No, this was different from the automatic per-known-wifi connection securing that it normally does. It was an actual VPN, that I had to manually remove because I could no longer access anything on my LAN.
It's no surprise that over and over again, Facebook has shown us that it will stop doing some of the bad things it does only when it's caught red handed. Until then, the employees who work there won't have any ethical qualms and the company won't care much about the impact either. Every time some news like this comes out, the PR department probably shrugs its shoulders and says "What are the users gonna do now? Quit our platform? Where will they even go to?" and just laughs out loud.
If a person were to adopt this behavior, we would call them a criminal. Facebook, on similar lines, is a criminal enterprise that hasn't been punished appropriately so far!
The article is misleading; the app does not have root access, it has access to web traffic via a trusted root certificate. The app is distributed outside the App Store through the enterprise developer program.
Yes, I know what the enterprise program is for; this is a clear violation of those rules. But Facebook is not getting root access to your device, as the title of this post and the article claims.
To get a good idea of what they are doing, visit whatsmyudid.com and follow the instructions to use SuperUDID (you don’t need to go through with it, just read the steps).
Similar to SuperUDID, they installed a profile onto their device that provided special privileges for Facebook.
This is actually not quite true. They only installed a signing profile, which still requires a prompt to install each app and wasn't used to do anything but install the research app. The "keys to the kingdom" is the trusted root certificate, which coupled with the VPN, made them your ISP and gave them complete access to all traffic in all apps.

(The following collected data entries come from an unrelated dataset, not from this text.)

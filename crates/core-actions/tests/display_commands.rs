use core_actions::{apply_display_command, regenerate_edit_mode_text, DisplayCommand};
use core_parser::parse::parse_text;
use core_state::{Constraints, World};
use core_text::Buffer;

fn world_from(text: &str) -> World {
    World::new(Buffer::from_str("t", text).unwrap())
}

#[test]
fn selection_toggle_flips_mode_edit_on_the_focused_task() {
    let mut w = world_from("A {\n}\n");
    parse_text(&mut w);
    let a = w.tasks.get("A").unwrap();
    assert!(!w.tasks.task(a).mode_edit);

    apply_display_command(&mut w, DisplayCommand::SelectionToggle, Some(a));
    assert!(w.tasks.task(a).mode_edit);

    apply_display_command(&mut w, DisplayCommand::SelectionToggle, Some(a));
    assert!(!w.tasks.task(a).mode_edit);
}

#[test]
fn select_prereq_one_hop_selects_immediate_prereqs_of_the_focused_task() {
    let mut w = world_from("A {\n}\nB {\n  prereq: A\n}\nC {\n  prereq: B\n}\n");
    parse_text(&mut w);
    let (a, b, c) = (
        w.tasks.get("A").unwrap(),
        w.tasks.get("B").unwrap(),
        w.tasks.get("C").unwrap(),
    );

    apply_display_command(&mut w, DisplayCommand::SelectPrereqOne, Some(c));

    assert!(w.tasks.task(b).mode_edit, "one-hop prereq of C must select");
    assert!(!w.tasks.task(a).mode_edit, "two-hop prereq must not select");
    assert!(!w.tasks.task(c).mode_edit, "focused task itself isn't auto-selected");
}

#[test]
fn select_dependent_one_hop_selects_immediate_dependents_of_the_focused_task() {
    let mut w = world_from("A {\n}\nB {\n  prereq: A\n}\n");
    parse_text(&mut w);
    let (a, b) = (w.tasks.get("A").unwrap(), w.tasks.get("B").unwrap());

    apply_display_command(&mut w, DisplayCommand::SelectDependentOne, Some(a));

    assert!(w.tasks.task(b).mode_edit);
}

#[test]
fn select_none_clears_every_selection() {
    let mut w = world_from("A {\n}\nB {\n}\n");
    parse_text(&mut w);
    let (a, b) = (w.tasks.get("A").unwrap(), w.tasks.get("B").unwrap());
    w.tasks.task_mut(a).mode_edit = true;
    w.tasks.task_mut(b).mode_edit = true;

    apply_display_command(&mut w, DisplayCommand::SelectNone, None);

    assert!(!w.tasks.task(a).mode_edit);
    assert!(!w.tasks.task(b).mode_edit);
}

#[test]
fn task_create_split_halves_duration_and_rewires_dependents_to_the_new_task() {
    let mut w = world_from("A {\n  duration: 4\n}\nB {\n  prereq: A\n}\n");
    parse_text(&mut w);
    let a = w.tasks.get("A").unwrap();
    let b = w.tasks.get("B").unwrap();

    apply_display_command(&mut w, DisplayCommand::TaskCreateSplit, Some(a));

    let new_name = "A1".to_string();
    let new_id = w.tasks.get(&new_name).expect("split creates A1");
    assert_eq!(w.tasks.task(a).day_duration, 2);
    assert_eq!(w.tasks.task(new_id).day_duration, 2);
    assert!(w.tasks.task(new_id).prereqs.contains(a));
    assert!(
        w.tasks.task(b).prereqs.contains(new_id),
        "B must now prereq the split successor, not A directly"
    );
    assert!(!w.tasks.task(b).prereqs.contains(a));
}

#[test]
fn task_create_split_never_produces_a_zero_duration_task() {
    let mut w = world_from("A {\n  duration: 1\n}\n");
    parse_text(&mut w);
    let a = w.tasks.get("A").unwrap();

    apply_display_command(&mut w, DisplayCommand::TaskCreateSplit, Some(a));

    let new_id = w.tasks.get("A1").unwrap();
    assert_eq!(w.tasks.task(new_id).day_duration, 1);
}

#[test]
fn task_create_successor_adds_a_task_prereqd_on_the_focused_task() {
    let mut w = world_from("A {\n  duration: 3\n  user: alice\n}\n");
    parse_text(&mut w);
    let a = w.tasks.get("A").unwrap();

    apply_display_command(&mut w, DisplayCommand::TaskCreateSuccessor, Some(a));

    let new_id = w.tasks.get("A1").expect("successor creates A1");
    assert!(w.tasks.task(new_id).prereqs.contains(a));
    assert!(w.tasks.task(a).dependents.contains(new_id));
    assert_eq!(w.tasks.task(new_id).day_duration, 3);
    assert!(w.tasks.task(new_id).constraints.contains(Constraints::HAS_DURATION));
}

/// A task created by a display command only survives the reparse that
/// follows it if the editor buffer is regenerated from the edit-mode
/// projection first — otherwise the reparse's unvisited-edit-mode sweep
/// destroys it as abandoned.
#[test]
fn split_created_task_survives_the_reparse_that_follows_it() {
    let mut w = world_from("A {\n  duration: 4\n}\n");
    parse_text(&mut w);
    let a = w.tasks.get("A").unwrap();

    apply_display_command(&mut w, DisplayCommand::TaskCreateSplit, Some(a));
    regenerate_edit_mode_text(&mut w).unwrap();
    parse_text(&mut w);

    assert!(w.tasks.get("A1").is_some(), "split successor must survive reparse");
}

#[test]
fn successor_created_task_survives_the_reparse_that_follows_it() {
    let mut w = world_from("A {\n  duration: 3\n}\n");
    parse_text(&mut w);
    let a = w.tasks.get("A").unwrap();

    apply_display_command(&mut w, DisplayCommand::TaskCreateSuccessor, Some(a));
    regenerate_edit_mode_text(&mut w).unwrap();
    parse_text(&mut w);

    assert!(w.tasks.get("A1").is_some(), "successor must survive reparse");
}

/// Selection changes made in the display must show up in the editor's
/// edit-mode text projection once it's regenerated — the two views share
/// one `mode_edit` flag per task.
#[test]
fn selection_toggle_change_is_reflected_in_regenerated_editor_text() {
    let mut w = world_from("A {\n}\nB {\n}\n");
    parse_text(&mut w);
    let a = w.tasks.get("A").unwrap();

    apply_display_command(&mut w, DisplayCommand::SelectionToggle, Some(a));
    regenerate_edit_mode_text(&mut w).unwrap();

    let text = w.buffer.slice_bytes(0, w.buffer.len_bytes());
    assert!(text.contains("A {"), "selected task must appear in editor text");
    assert!(!text.contains("B {"), "unselected task must not appear in editor text");
}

I was showing how they would go about getting the trusted root certificate on the phone, which can be packaged with MDM profiles installed similar to the method used above.
Tangentially related, but his leads to an issue I try to stress this to my students all the damn time, but they just don't care. Like, they all try to download any free VPN that'll connect so they can play Fortnite during school, without ever looking to see what they give away. Hell, I'm not convinced they wouldn't consent even if it was told, as long as they get their fix while at school. There's a huge problem nobody wants to try to fix.
True, but as long as they don't install a trusted root as well damage is still far more limited. Still a major privacy issue (and huge shout out to you for passing this knowledge on to my generation, sadly many of us really don't care) though. With this, however, the possibilities are really limitless. For example, the simple act of filling out a job application online, common for students to do, gives FB your SSN and enough info to open a line of credit.
How was this data stored? Who at Facebook had access to the SSNs and nude photos and the like that was certainly collected with a program like this of any scale? Were the procedures to delete it? How were the systems secured? And while I doubt even FB would do this, a truly lawless bad actor could use those logins without tripping security alerts because you would have used one of their IPs to sign in before. Or an external actor, having access the data dumps, could sign up as a user and then make use of the VPN to easily pawn everyone's account.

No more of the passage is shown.